EXERCISE> Read through the entries below and copy each line where "HashSet" turns up.

+ + + + +

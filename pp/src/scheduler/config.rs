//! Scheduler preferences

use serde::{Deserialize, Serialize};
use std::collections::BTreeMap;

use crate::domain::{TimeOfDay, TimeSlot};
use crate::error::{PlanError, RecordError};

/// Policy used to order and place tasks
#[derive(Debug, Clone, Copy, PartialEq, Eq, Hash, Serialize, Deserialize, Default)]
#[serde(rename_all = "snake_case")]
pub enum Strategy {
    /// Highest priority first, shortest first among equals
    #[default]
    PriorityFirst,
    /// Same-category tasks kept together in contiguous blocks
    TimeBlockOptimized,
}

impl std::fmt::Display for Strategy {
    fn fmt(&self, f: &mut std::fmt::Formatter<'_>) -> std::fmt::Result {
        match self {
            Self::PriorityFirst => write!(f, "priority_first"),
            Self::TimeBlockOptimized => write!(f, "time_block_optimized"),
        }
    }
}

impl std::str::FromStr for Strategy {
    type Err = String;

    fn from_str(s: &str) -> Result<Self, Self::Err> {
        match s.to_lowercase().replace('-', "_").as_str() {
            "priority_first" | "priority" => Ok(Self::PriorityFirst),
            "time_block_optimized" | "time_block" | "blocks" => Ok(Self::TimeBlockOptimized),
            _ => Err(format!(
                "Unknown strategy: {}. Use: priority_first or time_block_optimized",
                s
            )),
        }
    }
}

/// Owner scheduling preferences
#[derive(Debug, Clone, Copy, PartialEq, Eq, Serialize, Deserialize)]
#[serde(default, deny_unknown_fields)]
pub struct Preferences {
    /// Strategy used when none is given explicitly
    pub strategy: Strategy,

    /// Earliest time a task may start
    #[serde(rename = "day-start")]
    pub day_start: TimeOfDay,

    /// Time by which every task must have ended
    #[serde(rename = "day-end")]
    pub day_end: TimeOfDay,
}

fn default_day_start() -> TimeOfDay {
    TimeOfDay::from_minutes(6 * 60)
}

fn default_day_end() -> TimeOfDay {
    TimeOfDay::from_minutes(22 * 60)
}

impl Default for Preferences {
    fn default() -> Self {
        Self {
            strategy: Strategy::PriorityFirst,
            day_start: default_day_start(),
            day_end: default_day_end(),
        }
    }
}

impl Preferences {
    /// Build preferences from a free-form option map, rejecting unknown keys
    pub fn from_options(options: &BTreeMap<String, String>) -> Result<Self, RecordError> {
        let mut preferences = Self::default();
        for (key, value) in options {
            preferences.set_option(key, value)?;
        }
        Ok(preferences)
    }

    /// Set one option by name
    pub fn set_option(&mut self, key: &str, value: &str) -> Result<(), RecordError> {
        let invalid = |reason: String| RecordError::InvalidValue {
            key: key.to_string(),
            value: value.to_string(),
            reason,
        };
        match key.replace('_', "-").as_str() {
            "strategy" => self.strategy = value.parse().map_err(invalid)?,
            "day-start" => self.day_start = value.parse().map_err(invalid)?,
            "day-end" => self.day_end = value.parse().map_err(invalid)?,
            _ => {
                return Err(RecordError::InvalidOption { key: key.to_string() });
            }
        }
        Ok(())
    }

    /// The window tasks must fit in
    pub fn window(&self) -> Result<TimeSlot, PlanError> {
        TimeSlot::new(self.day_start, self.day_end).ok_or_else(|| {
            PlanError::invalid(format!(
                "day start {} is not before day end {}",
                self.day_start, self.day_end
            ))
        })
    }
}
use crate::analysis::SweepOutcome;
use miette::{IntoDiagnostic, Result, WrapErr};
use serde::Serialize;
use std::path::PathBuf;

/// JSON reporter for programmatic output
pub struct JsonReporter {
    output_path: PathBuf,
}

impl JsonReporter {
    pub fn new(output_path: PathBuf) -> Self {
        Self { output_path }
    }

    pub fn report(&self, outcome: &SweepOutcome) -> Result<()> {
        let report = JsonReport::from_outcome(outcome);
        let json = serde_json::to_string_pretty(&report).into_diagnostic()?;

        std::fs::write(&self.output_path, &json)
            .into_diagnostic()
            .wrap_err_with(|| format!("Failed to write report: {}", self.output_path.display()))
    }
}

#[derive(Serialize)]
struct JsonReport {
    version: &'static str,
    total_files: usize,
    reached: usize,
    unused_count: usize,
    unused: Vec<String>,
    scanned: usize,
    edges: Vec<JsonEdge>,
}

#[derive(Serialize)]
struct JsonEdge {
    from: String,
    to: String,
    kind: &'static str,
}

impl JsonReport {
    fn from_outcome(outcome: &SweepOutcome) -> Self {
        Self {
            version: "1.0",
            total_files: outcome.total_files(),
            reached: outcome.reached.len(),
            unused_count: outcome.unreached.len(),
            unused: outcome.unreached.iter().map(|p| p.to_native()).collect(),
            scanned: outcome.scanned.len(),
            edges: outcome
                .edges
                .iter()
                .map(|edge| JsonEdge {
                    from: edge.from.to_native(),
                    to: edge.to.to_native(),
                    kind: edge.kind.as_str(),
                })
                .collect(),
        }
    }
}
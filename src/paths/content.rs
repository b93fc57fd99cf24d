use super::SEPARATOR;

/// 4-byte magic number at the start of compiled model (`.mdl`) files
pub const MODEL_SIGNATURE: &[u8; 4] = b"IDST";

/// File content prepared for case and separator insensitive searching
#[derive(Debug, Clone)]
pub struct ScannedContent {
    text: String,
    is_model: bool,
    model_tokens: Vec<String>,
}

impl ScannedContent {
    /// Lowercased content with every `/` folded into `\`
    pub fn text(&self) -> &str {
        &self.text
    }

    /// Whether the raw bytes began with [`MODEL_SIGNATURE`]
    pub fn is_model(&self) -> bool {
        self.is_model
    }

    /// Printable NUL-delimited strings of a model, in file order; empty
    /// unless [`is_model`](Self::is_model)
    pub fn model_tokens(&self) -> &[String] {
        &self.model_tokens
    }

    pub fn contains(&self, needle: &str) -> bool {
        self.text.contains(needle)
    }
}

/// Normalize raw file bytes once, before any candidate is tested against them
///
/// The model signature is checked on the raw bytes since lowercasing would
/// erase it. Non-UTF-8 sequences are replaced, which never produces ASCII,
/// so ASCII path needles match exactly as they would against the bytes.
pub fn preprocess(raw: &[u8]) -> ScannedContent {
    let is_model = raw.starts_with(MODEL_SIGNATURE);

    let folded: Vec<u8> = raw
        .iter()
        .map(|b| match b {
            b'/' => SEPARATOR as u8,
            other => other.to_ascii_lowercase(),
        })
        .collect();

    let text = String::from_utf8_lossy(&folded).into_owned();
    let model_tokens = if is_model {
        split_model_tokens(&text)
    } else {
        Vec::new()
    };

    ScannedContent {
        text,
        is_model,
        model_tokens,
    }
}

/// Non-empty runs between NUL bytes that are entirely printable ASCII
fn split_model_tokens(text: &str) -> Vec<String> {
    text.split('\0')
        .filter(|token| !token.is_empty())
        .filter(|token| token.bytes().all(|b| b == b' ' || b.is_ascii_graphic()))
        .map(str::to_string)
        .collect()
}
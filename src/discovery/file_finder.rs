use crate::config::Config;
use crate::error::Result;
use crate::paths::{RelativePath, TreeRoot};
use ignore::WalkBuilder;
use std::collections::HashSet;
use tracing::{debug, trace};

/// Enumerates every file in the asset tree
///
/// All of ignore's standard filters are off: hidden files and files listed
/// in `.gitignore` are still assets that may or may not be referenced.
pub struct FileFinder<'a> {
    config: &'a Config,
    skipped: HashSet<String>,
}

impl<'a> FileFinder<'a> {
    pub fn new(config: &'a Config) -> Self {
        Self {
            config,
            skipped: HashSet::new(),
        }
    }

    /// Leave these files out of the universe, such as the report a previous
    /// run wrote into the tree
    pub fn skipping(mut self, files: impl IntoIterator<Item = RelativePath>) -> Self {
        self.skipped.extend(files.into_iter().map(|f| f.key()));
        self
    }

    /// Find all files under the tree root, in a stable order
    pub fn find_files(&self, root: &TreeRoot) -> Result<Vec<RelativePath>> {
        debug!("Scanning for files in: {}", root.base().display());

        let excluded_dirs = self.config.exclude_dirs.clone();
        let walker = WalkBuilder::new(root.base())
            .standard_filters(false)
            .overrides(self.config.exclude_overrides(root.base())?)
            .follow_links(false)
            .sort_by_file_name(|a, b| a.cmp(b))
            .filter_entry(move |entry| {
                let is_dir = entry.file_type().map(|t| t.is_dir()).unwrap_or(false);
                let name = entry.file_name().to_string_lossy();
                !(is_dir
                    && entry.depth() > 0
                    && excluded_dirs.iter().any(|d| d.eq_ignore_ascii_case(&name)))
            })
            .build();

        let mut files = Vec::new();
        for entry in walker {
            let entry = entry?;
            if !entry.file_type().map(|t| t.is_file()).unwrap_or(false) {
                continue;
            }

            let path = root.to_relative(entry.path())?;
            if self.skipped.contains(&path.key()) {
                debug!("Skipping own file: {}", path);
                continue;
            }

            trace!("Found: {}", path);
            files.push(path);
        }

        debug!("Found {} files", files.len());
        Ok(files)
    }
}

+ + + + +

REPLY>
use std::collections::HashSet;
    skipped: HashSet<String>,
            skipped: HashSet::new(),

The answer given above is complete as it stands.